How else are we to teach adults in our church to come to God like a child if children are never around? How do adults practice welcoming children in Jesus’ name if kids are always expected to be out of the room?

How else will a generation come to believe they are part of God’s family if they are never included? How will children know that their parents and other adults they love are followers of Jesus if they never see them sit under the authoritative teaching of God’s word? If they never witness grown-ups worship and pray communally? Or never observe believers taking communion together? When will they whisper questions to their parents about why we do things “the way we do”?

The point is that having children with us in the gathering is mutually beneficial to us all…we all learn from each other and we better reflect the Gospel because of it. This Gospel that finds strength and inspiration through every member. This Gospel that is laying down its rights for the good of each other and lifting up the lowly. It is a picture of God’s upside down kingdom. It’s a way in which we should be distinctly different from the world around us.

Is it messy? Yes. Not every parent feels equipped or prepared to train and teach their children in church. They may feel that quietness is more expected than curiosity and engagement. This is a process in which we will all learn together. And we can’t learn without practice!

Is it noisy and distracting? Yes. I’m sure it was also noisy and distracting when four friends ripped apart a roof and dropped their friend down through the ceiling in order to get Jesus’ attention. And Jesus commended the faith of the four who brought him. The paralytic had his life forever changed by his friends’ audacity to make a mess in order to get him in front of Jesus’ teaching and healing. Why would we not endure a little mess and noise in order to bring children into the presence of the One who can change the trajectory of their entire eternity?

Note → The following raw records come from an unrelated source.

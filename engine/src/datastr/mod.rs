//! Core data structures: particles, arena-allocated cells, direction
//! tables, and per-direction sort orderings.

pub mod cell;
pub mod cell_pool;
pub mod direction;
pub mod particle;
pub mod sort;

pub use cell::{Cell, Spinlock};
pub use cell_pool::CellPool;
pub use particle::{CondensedParticle, Particle, ParticleStore};
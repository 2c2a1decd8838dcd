//! Turns a built cell tree into a [`TaskGraph`]: sort tasks, self/pair
//! interaction tasks (split recursively until small enough to inline as a
//! `sub`), and per-cell ghost barriers separating the density and force
//! phases.

use std::collections::HashMap;

use super::{Subtype, TaskGraph, TaskKind};
use crate::config::SchedulerConfig;
use crate::datastr::cell::Cell;
use crate::datastr::cell_pool::CellPool;
use crate::datastr::direction::{is_corner_sid, sid_expansion, sid_of_offset, PROGENY_PAIR_SID};

/// A pending density-phase task plus the ids of every handle it still needs
/// to wait on before it can run. Used as a work queue so that splitting a
/// task can push its replacements back onto the same queue instead of
/// recursing the Rust call stack per tree level.
struct Pending {
    kind: TaskKind,
    /// `(cell, sid_or_all)` sort dependencies not yet wired up as graph
    /// edges because the sort task for that cell may not exist yet.
    waits_on_sorts: Vec<(u32, u8)>,
}

/// Builds the full task graph for one step over the tree rooted at the
/// cells in `top_cells` (a flat list of top-level cell indices, already
/// neighbour-adjacent in the grid `cdim` describes).
pub fn build(cells: &mut CellPool, top_cells: &[u32], cdim: [usize; 3], cfg: &SchedulerConfig) -> TaskGraph {
    let tot_cells = cells.len();
    let mut graph = TaskGraph::with_capacity_for_cells(tot_cells);

    for &c in top_cells {
        make_sort_tasks(cells, c, &mut graph);
    }

    let all_cells = collect_all_cells(cells, top_cells);
    for &c in &all_cells {
        cells.get_mut(c).nr_pairs = 0;
    }

    let mut density_tasks: Vec<u32> = Vec::new();
    let mut pending: Vec<Pending> = Vec::new();

    for &c in top_cells {
        if cells.get(c).count > 0 {
            pending.push(Pending {
                kind: TaskKind::SelfInteraction { cell: c, subtype: Subtype::Density },
                waits_on_sorts: vec![],
            });
        }
    }

    for (idx, &ci) in top_cells.iter().enumerate() {
        let (ii, jj, kk) = unflatten(idx, cdim);
        for dz in -1i8..=1 {
            for dy in -1i8..=1 {
                for dx in -1i8..=1 {
                    if dx == 0 && dy == 0 && dz == 0 {
                        continue;
                    }
                    let sid = sid_of_offset(dx, dy, dz);
                    // Each unordered neighbour pair is visited from exactly
                    // one of its two directions: keep the one whose sid is
                    // in the canonical (>= 13 before folding) half, i.e.
                    // only emit when stepping in the +dz, or +dy at dz==0,
                    // or +dx at dy==dz==0 direction.
                    if !is_canonical_step(dx, dy, dz) {
                        continue;
                    }
                    if let Some((oi, oj, ok, _shifted)) = neighbour(ii, jj, kk, dx, dy, dz, cdim, cfg.periodic) {
                        let cj_idx = flatten(oi, oj, ok, cdim);
                        let cj = top_cells[cj_idx];
                        if cells.get(ci).count == 0 || cells.get(cj).count == 0 {
                            continue;
                        }
                        pending.push(Pending {
                            kind: TaskKind::Pair { ci, cj, sid, subtype: Subtype::Density },
                            waits_on_sorts: vec![(ci, sid), (cj, sid)],
                        });
                    }
                }
            }
        }
    }

    let mut queue = pending;
    while let Some(Pending { kind, waits_on_sorts }) = queue.pop() {
        match kind {
            TaskKind::SelfInteraction { cell, subtype } => {
                split_self(cells, cell, subtype, cfg, &mut graph, &mut queue, &mut density_tasks, &waits_on_sorts);
            }
            TaskKind::Pair { ci, cj, sid, subtype } => {
                split_pair(cells, ci, cj, sid, subtype, cfg, &mut graph, &mut queue, &mut density_tasks);
            }
            TaskKind::Sub { .. } | TaskKind::Sort { .. } | TaskKind::Ghost { .. } | TaskKind::None => {
                unreachable!("split_self/split_pair never queue these variants")
            }
        }
    }

    prune_unused_sorts(cells, &all_cells, &mut graph);
    build_ghosts(cells, &all_cells, &density_tasks, &mut graph);

    graph
}

/// True for exactly one of each `(dx,dy,dz)`/`(-dx,-dy,-dz)` pair, so a
/// 26-neighbour loop visits every unordered neighbour pair once.
fn is_canonical_step(dx: i8, dy: i8, dz: i8) -> bool {
    if dz != 0 {
        dz < 0
    } else if dy != 0 {
        dy < 0
    } else {
        dx < 0
    }
}

fn unflatten(idx: usize, cdim: [usize; 3]) -> (usize, usize, usize) {
    let kk = idx / (cdim[0] * cdim[1]);
    let rem = idx % (cdim[0] * cdim[1]);
    let jj = rem / cdim[0];
    let ii = rem % cdim[0];
    (ii, jj, kk)
}

fn flatten(ii: usize, jj: usize, kk: usize, cdim: [usize; 3]) -> usize {
    ii + cdim[0] * (jj + cdim[1] * kk)
}

/// Resolves the neighbour of `(ii,jj,kk)` along `(dx,dy,dz)`, wrapping if
/// `periodic`. Returns `None` if the neighbour falls outside the grid in a
/// non-periodic domain.
fn neighbour(
    ii: usize,
    jj: usize,
    kk: usize,
    dx: i8,
    dy: i8,
    dz: i8,
    cdim: [usize; 3],
    periodic: bool,
) -> Option<(usize, usize, usize, bool)> {
    let step = |c: usize, d: i8, n: usize| -> Option<(usize, bool)> {
        let v = c as i64 + d as i64;
        if v < 0 || v >= n as i64 {
            if periodic {
                Some((v.rem_euclid(n as i64) as usize, true))
            } else {
                None
            }
        } else {
            Some((v as usize, false))
        }
    };
    let (oi, si) = step(ii, dx, cdim[0])?;
    let (oj, sj) = step(jj, dy, cdim[1])?;
    let (ok, sk) = step(kk, dz, cdim[2])?;
    Some((oi, oj, ok, si || sj || sk))
}

/// Every cell under `top_cells`, split or leaf, parents before children.
fn collect_all_cells(cells: &CellPool, top_cells: &[u32]) -> Vec<u32> {
    fn visit(cells: &CellPool, idx: u32, out: &mut Vec<u32>) {
        out.push(idx);
        if cells.get(idx).split {
            for child in cells.get(idx).progeny.into_iter().flatten() {
                visit(cells, child, out);
            }
        }
    }
    let mut out = Vec::new();
    for &c in top_cells {
        visit(cells, c, &mut out);
    }
    out
}

fn make_sort_tasks(cells: &mut CellPool, cell: u32, graph: &mut TaskGraph) {
    let progeny = cells.get(cell).progeny;
    let split = cells.get(cell).split;
    if split {
        for child in progeny.into_iter().flatten() {
            make_sort_tasks(cells, child, graph);
        }
    }
    // All 14 handles requested; unused ones cost one idle merge each and
    // are cheap relative to tracking demand precisely.
    let id = graph.add_task(TaskKind::Sort { cell, handles: 0x3FFF });
    if split {
        for child in progeny.into_iter().flatten() {
            if let Some(child_sort) = cells.get(child).sorts[0] {
                graph.add_unlock(child_sort, id);
            }
        }
    }
    cells.get_mut(cell).sorts = [Some(id); 14];
}

/// Demotes every sort task nothing ended up depending on to
/// [`TaskKind::None`] and nulls the cell's handles pointing at it, so the
/// scheduler runs it as a zero-cost relay instead of an unconditional sort.
fn prune_unused_sorts(cells: &mut CellPool, all_cells: &[u32], graph: &mut TaskGraph) {
    for &c in all_cells {
        if let Some(sort_id) = cells.get(c).sorts[0] {
            if graph.unlocks_of(sort_id).is_empty() {
                graph.demote_to_none(sort_id);
                cells.get_mut(c).sorts = [None; 14];
            }
        }
    }
}

fn wire_sorts(cells: &CellPool, waits: &[(u32, u8)], task: u32, graph: &mut TaskGraph) {
    for &(cell, sid) in waits {
        if let Some(sort) = cells.get(cell).sort_handle(sid as usize) {
            graph.add_unlock(sort, task);
        }
    }
}

#[allow(clippy::too_many_arguments)]
fn split_self(
    cells: &mut CellPool,
    cell: u32,
    subtype: Subtype,
    cfg: &SchedulerConfig,
    graph: &mut TaskGraph,
    queue: &mut Vec<Pending>,
    density_tasks: &mut Vec<u32>,
    waits: &[(u32, u8)],
) {
    if !cells.get(cell).split {
        let id = graph.add_task(TaskKind::SelfInteraction { cell, subtype });
        wire_sorts(cells, waits, id, graph);
        if subtype == Subtype::Density {
            density_tasks.push(id);
            cells.get_mut(cell).nr_pairs += 1;
        }
        return;
    }
    if cells.get(cell).count < cfg.sub_size {
        let id = graph.add_task(TaskKind::Sub { ci: cell, cj: None, sid: None, subtype });
        for k in 0..14 {
            if k == 0 || cells.get(cell).sorts[k] != cells.get(cell).sorts[k - 1] {
                if let Some(sort) = cells.get(cell).sorts[k] {
                    graph.add_unlock(sort, id);
                }
            }
        }
        if subtype == Subtype::Density {
            density_tasks.push(id);
            cells.get_mut(cell).nr_pairs += 1;
        }
        return;
    }

    let progeny: Vec<u32> = cells.get(cell).progeny.into_iter().flatten().collect();
    for &p in &progeny {
        if cells.get(p).count > 0 {
            queue.push(Pending {
                kind: TaskKind::SelfInteraction { cell: p, subtype },
                waits_on_sorts: vec![],
            });
        }
    }
    for (a, &pj) in progeny.iter().enumerate() {
        if cells.get(pj).count == 0 {
            continue;
        }
        for &pk in &progeny[a + 1..] {
            if cells.get(pk).count == 0 {
                continue;
            }
            let j = progeny_slot(cells, cell, pj);
            let k = progeny_slot(cells, cell, pk);
            let sid = PROGENY_PAIR_SID[j.min(k)][j.max(k)];
            queue.push(Pending {
                kind: TaskKind::Pair { ci: pj, cj: pk, sid, subtype },
                waits_on_sorts: vec![(pj, sid), (pk, sid)],
            });
        }
    }
}

fn progeny_slot(cells: &CellPool, parent: u32, child: u32) -> usize {
    cells
        .get(parent)
        .progeny
        .iter()
        .position(|&p| p == Some(child))
        .expect("child must be a progeny of parent")
}

#[allow(clippy::too_many_arguments)]
fn split_pair(
    cells: &mut CellPool,
    ci: u32,
    cj: u32,
    sid: u8,
    subtype: Subtype,
    cfg: &SchedulerConfig,
    graph: &mut TaskGraph,
    queue: &mut Vec<Pending>,
    density_tasks: &mut Vec<u32>,
) {
    let split_both = cells.get(ci).split && cells.get(cj).split;
    let h_room = |cell: &Cell| -> bool {
        let h = cell.width[0].max(cell.width[1]).max(cell.width[2]);
        cell.h_max * cfg.stretch < h / 2.0
    };
    if !(split_both && h_room(cells.get(ci)) && h_room(cells.get(cj))) {
        let id = graph.add_task(TaskKind::Pair { ci, cj, sid, subtype });
        wire_sorts(cells, &[(ci, sid), (cj, sid)], id, graph);
        if subtype == Subtype::Density {
            density_tasks.push(id);
            cells.get_mut(ci).nr_pairs += 1;
            cells.get_mut(cj).nr_pairs += 1;
        }
        return;
    }

    if cells.get(ci).count < cfg.sub_size && cells.get(cj).count < cfg.sub_size && !is_corner_sid(sid) {
        let id = graph.add_task(TaskKind::Sub { ci, cj: Some(cj), sid: Some(sid), subtype });
        for &cell in &[ci, cj] {
            for &child in cells.get(cell).progeny.iter().flatten() {
                for k in 0..14 {
                    if let Some(sort) = cells.get(child).sorts[k] {
                        graph.add_unlock(sort, id);
                    }
                }
            }
        }
        if subtype == Subtype::Density {
            density_tasks.push(id);
            cells.get_mut(ci).nr_pairs += 1;
            cells.get_mut(cj).nr_pairs += 1;
        }
        return;
    }

    for &(pi_idx, pj_idx, sub_sid) in sid_expansion(sid) {
        let pi = cells.get(ci).progeny[pi_idx as usize];
        let pj = cells.get(cj).progeny[pj_idx as usize];
        if let (Some(pi), Some(pj)) = (pi, pj) {
            if cells.get(pi).count == 0 || cells.get(pj).count == 0 {
                continue;
            }
            queue.push(Pending {
                kind: TaskKind::Pair { ci: pi, cj: pj, sid: sub_sid, subtype },
                waits_on_sorts: vec![(pi, sub_sid), (pj, sub_sid)],
            });
        }
    }
}

/// The cell(s) a density task's kernel call actually touches.
fn touched_cells(kind: &TaskKind) -> Vec<u32> {
    match kind {
        TaskKind::SelfInteraction { cell, .. } => vec![*cell],
        TaskKind::Pair { ci, cj, .. } => vec![*ci, *cj],
        TaskKind::Sub { ci, cj: Some(cj), .. } => vec![*ci, *cj],
        TaskKind::Sub { ci, cj: None, .. } => vec![*ci],
        _ => vec![],
    }
}

fn twin_force_kind(kind: &TaskKind) -> TaskKind {
    match kind.clone() {
        TaskKind::SelfInteraction { cell, .. } => TaskKind::SelfInteraction { cell, subtype: Subtype::Force },
        TaskKind::Pair { ci, cj, sid, .. } => TaskKind::Pair { ci, cj, sid, subtype: Subtype::Force },
        TaskKind::Sub { ci, cj, sid, .. } => TaskKind::Sub { ci, cj, sid, subtype: Subtype::Force },
        other => other,
    }
}

/// Inserts one ghost barrier per cell. A cell that is its own "super cell"
/// (the highest ancestor with at least one density/sub/pair task directly
/// attached, tracked via [`Cell::nr_pairs`]) has its ghost unlocked directly
/// by those tasks; every other cell's ghost simply waits on its parent's,
/// cascading the barrier down from the nearest super cell above it. Each
/// density task also gets a force-phase twin gated on the ghost(s) of every
/// cell it touches (two, for a pair task spanning two top-level trees).
fn build_ghosts(cells: &CellPool, all_cells: &[u32], density_tasks: &[u32], graph: &mut TaskGraph) {
    let mut ghosts: HashMap<u32, u32> = HashMap::with_capacity(all_cells.len());
    for &c in all_cells {
        ghosts.insert(c, graph.add_task(TaskKind::Ghost { cell: c }));
    }

    for &c in all_cells {
        if find_super_cell(cells, c) != c {
            if let Some(parent) = cells.get(c).parent {
                graph.add_unlock(ghosts[&parent], ghosts[&c]);
            }
        }
    }

    for &t in density_tasks {
        let touched = touched_cells(&graph.get(t).kind);
        let mut supers: Vec<u32> = touched.iter().map(|&c| find_super_cell(cells, c)).collect();
        supers.sort_unstable();
        supers.dedup();
        for &s in &supers {
            graph.add_unlock(t, ghosts[&s]);
        }

        let force_id = graph.add_task(twin_force_kind(&graph.get(t).kind));
        for &s in &supers {
            graph.add_unlock(ghosts[&s], force_id);
        }
    }
}

/// Climbs from `cell` to the root, returning the highest (closest-to-root)
/// ancestor, inclusive of `cell` itself, with at least one task directly
/// attached (`nr_pairs > 0`). Falls back to the root if no cell along the
/// path has one.
fn find_super_cell(cells: &CellPool, cell: u32) -> u32 {
    let mut best = if cells.get(cell).nr_pairs > 0 { Some(cell) } else { None };
    let mut cur = cell;
    while let Some(parent) = cells.get(cur).parent {
        cur = parent;
        if cells.get(cur).nr_pairs > 0 {
            best = Some(cur);
        }
    }
    best.unwrap_or(cur)
}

Why was it that Jesus’ disciples were scolding parents and sending children away? Well, probably because kids were distracting people from important “grown-up” things. But Jesus rebuked his disciples and taught them a different way. Is this not the same lesson we need today? Is this not a principle that is culture, and time, transcendent? I believe that the God-incarnate who came to dwell among us would invite children to the table as much today as He did when He walked this earth. And I don’t think the invitation would cause children to be relegated to the “kids' table”.

Do we need to dumb it down? Emphatically “NO!” Do we need to be aware of different levels of learning, different styles of teaching, and different applications? Certainly. Just as we never graduate from the Gospel, we also never can plumb its depths. The Holy Spirit can teach each of us something different from the exact same message because He’s awesome like that.

Of course, we can certainly use concrete examples, visual aids, and call and response in order to help individuals with different learning styles and levels to more easily access the teaching. We can use situation, gender, or age-specific applications, and points that start simply and build upon each other in order to better serve the church as a multi-generational family. The content never changes, but the delivery or strategies may.

In a time in our society when things are more unstable and uncertain than ever, kids are desperately searching for belonging and safety and identity. If they don’t find it in the church, they will find it somewhere else.

In light of this, may we never shrink away from or apologize for inviting children to participate in God’s family gatherings. Let’s invite them to the table. Let’s welcome them, and so welcome Christ!